The world is in a time of transition. Globalisation, increasing movement of people across national boundaries, environmental challenges, religious conflicts,
emerging economies and a multi-polar world all demand shifts in thinking to resolve age-old human dilemmas and problems.
Many of the solutions offered for resolving today’s challenges, seem tired, out dated and inadequate. They and the institutions created to propagate them stem primarily from the worldview of the West, which has been dominant in world affairs for almost half a millennium. This worldview in turn has been profoundly shaped by the history, myths, intellectual traditions and religious beliefs particular to Europe and America.
As the pendulum swings once again towards Asia and emerging economies and powers stir and find their cultural voices, we stand at a moment of opportunity.
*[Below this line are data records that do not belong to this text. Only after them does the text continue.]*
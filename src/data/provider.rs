//! Tushare Pro HTTP client
//!
//! Every Tushare Pro API is a POST of `{api_name, token, params, fields}` to a
//! single endpoint, answered by `{code, msg, data: {fields, items}}`. Price bars
//! additionally follow the provider's `pro_bar` convenience: the frequency
//! picks the underlying API and an adjustment mode rescales prices with the
//! `adj_factor` table.

use std::collections::HashMap;
use std::future::Future;

use polars::prelude::DataFrame;
use reqwest::Client;
use serde::{Deserialize, Serialize};
use serde_json::Value;

use super::frame::RawTable;
use super::{Dataset, ProviderError};
use crate::cache::QueryParams;

/// Default Tushare Pro endpoint
pub const TUSHARE_API_URL: &str = "http://api.tushare.pro";

/// Price columns rescaled by an adjustment
const PRICE_FIELDS: [&str; 5] = ["open", "high", "low", "close", "pre_close"];

/// Parameters consumed by the price bar logic rather than passed upstream
const BAR_OPTIONS: [&str; 3] = ["adj", "freq", "asset"];

/// Anything that can produce a table for a dataset query
///
/// [`TushareClient`] is the production implementation; tests substitute their
/// own.
pub trait RemoteSource {
    fn fetch(
        &self,
        dataset: Dataset,
        params: &QueryParams,
    ) -> impl Future<Output = Result<DataFrame, ProviderError>>;
}

/// Price adjustment mode for bars
#[derive(Debug, Clone, Copy, PartialEq, Eq)]
pub enum Adjustment {
    /// Forward adjusted: scaled relative to the latest factor
    Forward,
    /// Backward adjusted: scaled by the raw factor
    Backward,
}

impl Adjustment {
    pub fn from_param(value: &str) -> Option<Self> {
        match value {
            "qfq" => Some(Adjustment::Forward),
            "hfq" => Some(Adjustment::Backward),
            _ => None,
        }
    }
}

#[derive(Debug, Serialize)]
struct ApiRequest<'a> {
    api_name: &'a str,
    token: &'a str,
    params: &'a QueryParams,
    fields: &'a str,
}

#[derive(Debug, Deserialize)]
struct ApiResponse {
    code: i64,
    #[serde(default)]
    msg: Option<String>,
    #[serde(default)]
    data: Option<RawTable>,
}

/// Client for the Tushare Pro API
#[derive(Debug, Clone)]
pub struct TushareClient {
    client: Client,
    token: String,
    base_url: String,
}

impl TushareClient {
    /// Create a new TushareClient for the given API token
    pub fn new(token: impl Into<String>) -> Self {
        Self::with_client(Client::new(), token)
    }

    /// Create a new TushareClient with a custom HTTP client
    pub fn with_client(client: Client, token: impl Into<String>) -> Self {
        Self {
            client,
            token: token.into(),
            base_url: TUSHARE_API_URL.to_string(),
        }
    }

    /// Point the client at a different endpoint
    pub fn with_base_url(mut self, base_url: impl Into<String>) -> Self {
        self.base_url = base_url.into();
        self
    }

    pub fn base_url(&self) -> &str {
        &self.base_url
    }

    /// Call one API and return its raw table
    ///
    /// # Returns
    /// * `Ok(RawTable)` - Fields and rows, possibly empty
    /// * `Err(ProviderError)` - If the request fails or the API reports an error
    pub async fn query(&self, api_name: &str, params: &QueryParams) -> Result<RawTable, ProviderError> {
        let request = ApiRequest {
            api_name,
            token: &self.token,
            params,
            fields: "",
        };

        tracing::debug!(api_name, params = params.len(), "Calling Tushare API");
        let response = self.client.post(&self.base_url).json(&request).send().await?;
        let text = response.text().await?;
        parse_response(&text)
    }

    /// Fetch OHLCV bars the way `pro_bar` does
    async fn price_bars(&self, params: &QueryParams) -> Result<DataFrame, ProviderError> {
        let freq = params.get("freq").unwrap_or("D");
        let asset = params.get("asset").unwrap_or("E");
        let adjustment = match params.get("adj") {
            None => None,
            Some(adj) => Some(
                Adjustment::from_param(adj)
                    .ok_or_else(|| ProviderError::Unsupported(format!("adj={}", adj)))?,
            ),
        };

        let api_name = bars_api(asset, freq)?;
        if adjustment.is_some() && asset != "E" {
            return Err(ProviderError::Unsupported(format!("adj for asset={}", asset)));
        }

        let mut upstream = params.clone();
        for option in BAR_OPTIONS {
            upstream.remove(option);
        }

        let Some(adjustment) = adjustment else {
            return self.query(api_name, &upstream).await?.into_frame();
        };

        let factor_params = QueryParams::new()
            .with_opt("ts_code", upstream.get("ts_code"))
            .with_opt("start_date", upstream.get("start_date"))
            .with_opt("end_date", upstream.get("end_date"));

        let (mut bars, factors) = futures::try_join!(
            self.query(api_name, &upstream),
            self.query("adj_factor", &factor_params)
        )?;
        adjust_prices(&mut bars, &factors, adjustment)?;
        bars.into_frame()
    }
}

impl RemoteSource for TushareClient {
    async fn fetch(&self, dataset: Dataset, params: &QueryParams) -> Result<DataFrame, ProviderError> {
        match dataset {
            Dataset::PriceBars => self.price_bars(params).await,
            other => self.query(other.spec().api_name, params).await?.into_frame(),
        }
    }
}

/// Picks the bar API for an asset class and frequency
fn bars_api(asset: &str, freq: &str) -> Result<&'static str, ProviderError> {
    match (asset, freq) {
        ("E", "D") => Ok("daily"),
        ("E", "W") => Ok("weekly"),
        ("E", "M") => Ok("monthly"),
        ("I", "D") => Ok("index_daily"),
        ("I", "W") => Ok("index_weekly"),
        ("I", "M") => Ok("index_monthly"),
        _ => Err(ProviderError::Unsupported(format!("asset={} freq={}", asset, freq))),
    }
}

/// Parses a Tushare response body into its table
fn parse_response(text: &str) -> Result<RawTable, ProviderError> {
    let response: ApiResponse = serde_json::from_str(text)?;
    if response.code != 0 {
        return Err(ProviderError::Api {
            code: response.code,
            msg: response.msg.unwrap_or_default(),
        });
    }
    response
        .data
        .ok_or_else(|| ProviderError::MissingField("data".to_string()))
}

/// Rescales bar prices by their trade date's adjustment factor
///
/// Forward adjustment divides by the factor of the latest trade date in the
/// factor table. Prices are rounded to two decimals as the provider does. Rows
/// whose trade date has no factor get null prices. Zero factors count as
/// missing, and bars with no usable factor at all are an error in both modes.
pub fn adjust_prices(
    bars: &mut RawTable,
    factors: &RawTable,
    adjustment: Adjustment,
) -> Result<(), ProviderError> {
    if bars.items.is_empty() {
        return Ok(());
    }

    let factor_by_date = factor_map(factors)?;
    let latest = factor_by_date
        .iter()
        .max_by(|a, b| a.0.cmp(b.0))
        .map(|(_, factor)| *factor)
        .ok_or_else(|| ProviderError::MissingField("adj_factor".to_string()))?;

    let base = match adjustment {
        Adjustment::Backward => 1.0,
        Adjustment::Forward => latest,
    };

    let date_idx = bars
        .field_index("trade_date")
        .ok_or_else(|| ProviderError::MissingField("trade_date".to_string()))?;
    let price_idx: Vec<usize> = PRICE_FIELDS
        .iter()
        .filter_map(|field| bars.field_index(field))
        .collect();

    for row in bars.items.iter_mut() {
        let scale = row
            .get(date_idx)
            .and_then(Value::as_str)
            .and_then(|date| factor_by_date.get(date))
            .map(|factor| factor / base);

        for &idx in &price_idx {
            let Some(cell) = row.get_mut(idx) else {
                continue;
            };
            *cell = match (scale, cell.as_f64()) {
                (Some(scale), Some(price)) => Value::from(round2(price * scale)),
                _ => Value::Null,
            };
        }
    }

    Ok(())
}

fn factor_map(factors: &RawTable) -> Result<HashMap<String, f64>, ProviderError> {
    let date_idx = factors
        .field_index("trade_date")
        .ok_or_else(|| ProviderError::MissingField("adj_factor.trade_date".to_string()))?;
    let factor_idx = factors
        .field_index("adj_factor")
        .ok_or_else(|| ProviderError::MissingField("adj_factor.adj_factor".to_string()))?;

    Ok(factors
        .items
        .iter()
        .filter_map(|row| {
            let date = row.get(date_idx)?.as_str()?;
            let factor = row.get(factor_idx)?.as_f64().filter(|f| *f != 0.0)?;
            Some((date.to_string(), factor))
        })
        .collect())
}

fn round2(value: f64) -> f64 {
    (value * 100.0).round() / 100.0
}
Many of us could be dismissive of the world’s diverse voices as we are wont to do – especially when they challenge long-held beliefs. Or we could admit new paradigms, disruptive as they may be to the privileged position of the West, yet promising in their ability to shape the world anew not only for the benefit of Westerners, but for the humanity.
One of the old paradigms which we have all heard is presupposed in the phrase “good news” used by Christians. (The phrase “good news” is a literal translation of the word gospel.) The Christian Good News is usually associated with the saving acts of God through the sacrifice on the cross of his only son, Jesus Christ, for the atonement of the sins of humanity. Yet Hindus find such atonement unnecessary. For man is not inherently sinful, but divine. And every one of us is endowed with the same potential as Jesus, to uncover this divinity within ourselves in the here and now – without the need for someone else’s past sacrifice. To explain this empowering idea I have coined the term, “Hindu Good News”™
Such glad tidings are only a glimpse into the Hindu Good News™, which exalts man’s own potentialities, emphasises the essential unity of God, man and the cosmos, and insists that diversity rather than uniformity is the truest understanding of reality. Some of the key promises of such a worldview include the following:
- There is no such thing as Original Sin in the typical Christian sense. We are all originally divine as described by the Sanskrit term, sat-chit-ananda
- Historical prophets and messiahs do not control access to spiritual truth, as in Christianity and most Abrahamic religions. Yoga and related spiritual practices allow us to achieve a state of freedom from history – including historically shaped communal identities, races, bloodlines, and claims of religious exclusivity based on some unique historical event. In other words, we are not dependent on historical prophets, or the institutions of power that evolved based on them.
- There is no fundamental conflict between dharma and science, nor has there been any in the past in the dharma traditions.
- There need be no fear of “chaos” as in much Western cosmology and myth. What is often considered chaotic in the negative sense is merely the natural and normal manifestation of reality. It is only the limits of human cognition that misinterpret nature’s complexity, viewing it as fearful and evil, and worthy of annihilation.
- A blissful human life is possible while remaining respectful of nature. Nature need not be ravaged in order to “advance” and “progress” – indeed our own evolution would be hastened without the violation of the web of interconnectivity that sustains us.
- There is no need for any centralised religious authority whatsoever to advance us to our ultimate potential. One may experiment and discover one’s own path using the discoveries and tools of past exemplars as guidelines.
- Mutual respect among all faiths and traditions is a matter of principle in Hinduism, not a bow to “political correctness” or a grudging necessity imposed from without. It goes far beyond mere “tolerance” for others who follow different paths. We reject claims of exclusiveness and mandates to convert others to one’s own religion.